El tercer film reagrupará las visitas a domicilio efectuadas en la casa de los pacientes por los terapeutas del Adamant. Encontraremos también caras conocidas; pero insisto en un punto: los tres films serán completamente independientes. No hay necesidad de haber visto el primero para ver los siguientes. Se podrán ver en el orden que uno quiera, ver uno solo, etcétera.
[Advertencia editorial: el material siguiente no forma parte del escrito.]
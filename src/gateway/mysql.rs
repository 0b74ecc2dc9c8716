use async_trait::async_trait;
use sqlx::MySqlPool;
use tracing::{debug, info};

use crate::core::{AppError, RepositoryGateway, Result};
use crate::modules::customers::{models::Customer, repositories::CustomerRepository};
use crate::modules::loans::{
    models::{Loan, LoanTerms},
    repositories::LoanRepository,
};
use crate::modules::payments::{
    models::{NewPayment, Payment},
    repositories::PaymentRepository,
};

/// MySQL-backed repository gateway
pub struct MySqlGateway {
    pool: MySqlPool,
    customers: CustomerRepository,
    loans: LoanRepository,
    payments: PaymentRepository,
}

impl MySqlGateway {
    pub fn new(pool: MySqlPool) -> Self {
        Self {
            customers: CustomerRepository::new(pool.clone()),
            loans: LoanRepository::new(pool.clone()),
            payments: PaymentRepository::new(pool.clone()),
            pool,
        }
    }
}

#[async_trait]
impl RepositoryGateway for MySqlGateway {
    async fn get_customer(&self, customer_id: &str) -> Result<Option<Customer>> {
        self.customers.find_by_id(customer_id).await
    }

    async fn get_loan(&self, loan_id: &str) -> Result<Option<Loan>> {
        self.loans.find_by_id(loan_id).await
    }

    async fn get_payments(&self, loan_id: &str) -> Result<Vec<Payment>> {
        let payments = self.payments.find_by_loan(loan_id).await?;
        debug!(loan_id = loan_id, count = payments.len(), "Fetched payments");
        Ok(payments)
    }

    async fn get_loans_for_customer(&self, customer_id: &str) -> Result<Vec<Loan>> {
        self.loans.find_by_customer(customer_id).await
    }

    async fn insert_loan(&self, customer_id: &str, terms: &LoanTerms) -> Result<Loan> {
        let loan = Loan::new(customer_id.to_string(), terms.clone());
        self.loans.create(&loan).await?;

        info!(loan_id = loan.id.as_str(), customer_id = customer_id, "Loan stored");
        Ok(loan)
    }

    /// Appends under a row lock on the loan so concurrent payments for the
    /// same loan are applied one after another.
    async fn insert_payment(&self, loan_id: &str, payment: NewPayment) -> Result<Payment> {
        let mut tx = self.pool.begin().await?;

        if !LoanRepository::lock_for_update(&mut tx, loan_id).await? {
            return Err(AppError::loan_not_found(loan_id));
        }

        let payment = payment.into_payment(loan_id);
        self.payments.create_with_tx(&payment, &mut *tx).await?;

        tx.commit().await?;

        info!(
            loan_id = loan_id,
            payment_id = payment.id.as_str(),
            amount = %payment.amount,
            "Payment stored"
        );
        Ok(payment)
    }

    async fn ping(&self) -> Result<()> {
        sqlx::query("SELECT 1").execute(&self.pool).await?;
        Ok(())
    }
}
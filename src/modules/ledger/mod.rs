// Ledger module: per-loan statements

pub mod controllers;
pub mod models;
pub mod services;

pub use models::{LedgerTransaction, LedgerView};
pub use services::{LedgerBuilder, LedgerService};
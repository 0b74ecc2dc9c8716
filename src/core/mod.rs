pub mod error;
pub mod money;
pub mod traits;

pub use error::{AppError, Result};
pub use traits::RepositoryGateway;
// Payments module

pub mod controllers;
pub mod models;
pub mod repositories;
pub mod services;

pub use models::{NewPayment, Payment, PaymentType};
pub use repositories::PaymentRepository;
pub use services::{PaymentResult, PaymentService};
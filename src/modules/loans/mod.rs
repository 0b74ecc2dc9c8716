// Loans module

pub mod controllers;
pub mod models;
pub mod repositories;
pub mod services;

pub use models::{Loan, LoanStatus, LoanTerms};
pub use repositories::LoanRepository;
pub use services::{LoanCalculator, LoanService};
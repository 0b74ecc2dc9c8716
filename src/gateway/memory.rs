use std::collections::HashMap;

use async_trait::async_trait;
use tokio::sync::RwLock;

use crate::core::{AppError, RepositoryGateway, Result};
use crate::modules::customers::models::Customer;
use crate::modules::loans::models::{Loan, LoanTerms};
use crate::modules::payments::models::{NewPayment, Payment};

#[derive(Default)]
struct Store {
    customers: HashMap<String, Customer>,
    /// Creation order
    loans: Vec<Loan>,
    /// Insertion order per loan
    payments: HashMap<String, Vec<Payment>>,
}

/// Process-local repository gateway
///
/// Backs tests and local runs without MySQL. Writes take the store's write
/// lock, which also sequences payment appends per loan.
#[derive(Default)]
pub struct InMemoryGateway {
    store: RwLock<Store>,
}

impl InMemoryGateway {
    pub fn new() -> Self {
        Self::default()
    }

    /// Seed a customer, builder style
    pub fn with_customer(mut self, customer: Customer) -> Self {
        self.store
            .get_mut()
            .customers
            .insert(customer.id.clone(), customer);
        self
    }

    /// Seed a customer on a shared gateway
    pub async fn add_customer(&self, customer: Customer) {
        self.store
            .write()
            .await
            .customers
            .insert(customer.id.clone(), customer);
    }
}

#[async_trait]
impl RepositoryGateway for InMemoryGateway {
    async fn get_customer(&self, customer_id: &str) -> Result<Option<Customer>> {
        Ok(self.store.read().await.customers.get(customer_id).cloned())
    }

    async fn get_loan(&self, loan_id: &str) -> Result<Option<Loan>> {
        let store = self.store.read().await;
        Ok(store.loans.iter().find(|l| l.id == loan_id).cloned())
    }

    async fn get_payments(&self, loan_id: &str) -> Result<Vec<Payment>> {
        let store = self.store.read().await;
        Ok(store.payments.get(loan_id).cloned().unwrap_or_default())
    }

    async fn get_loans_for_customer(&self, customer_id: &str) -> Result<Vec<Loan>> {
        let store = self.store.read().await;
        Ok(store
            .loans
            .iter()
            .filter(|l| l.customer_id == customer_id)
            .cloned()
            .collect())
    }

    async fn insert_loan(&self, customer_id: &str, terms: &LoanTerms) -> Result<Loan> {
        let mut store = self.store.write().await;

        // mirrors the foreign key on loans.customer_id
        if !store.customers.contains_key(customer_id) {
            return Err(AppError::customer_not_found(customer_id));
        }

        let loan = Loan::new(customer_id.to_string(), terms.clone());
        store.loans.push(loan.clone());
        Ok(loan)
    }

    async fn insert_payment(&self, loan_id: &str, payment: NewPayment) -> Result<Payment> {
        let mut store = self.store.write().await;

        if !store.loans.iter().any(|l| l.id == loan_id) {
            return Err(AppError::loan_not_found(loan_id));
        }

        let payment = payment.into_payment(loan_id);
        store
            .payments
            .entry(loan_id.to_string())
            .or_default()
            .push(payment.clone());
        Ok(payment)
    }

    async fn ping(&self) -> Result<()> {
        Ok(())
    }
}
Lo que tienen en común es tener como marco el polo psiquiátrico París centro, pero son muy distintos. Saldrán en salas con algunos meses de diferencia. Yo había empezado por hacer uno y las cosas sucedieron de otra manera.

* Jean–Louis Comolli: teórico y crítico de cine, autor de varios libros.

** La Borde y La Chesnai son dos clínicas psiquiátricas que practicaron siempre la psicoterapia institucional, dirigidas por Jean Oury. Están en la región del Indre, centro de Francia.

*** El hospital Esquirol es un hospital psiquiátrico de los más grandes en las afueras de París, al sudeste, pero al que se dirige el público de los cuatro primeros distritos del centro de la ciudad.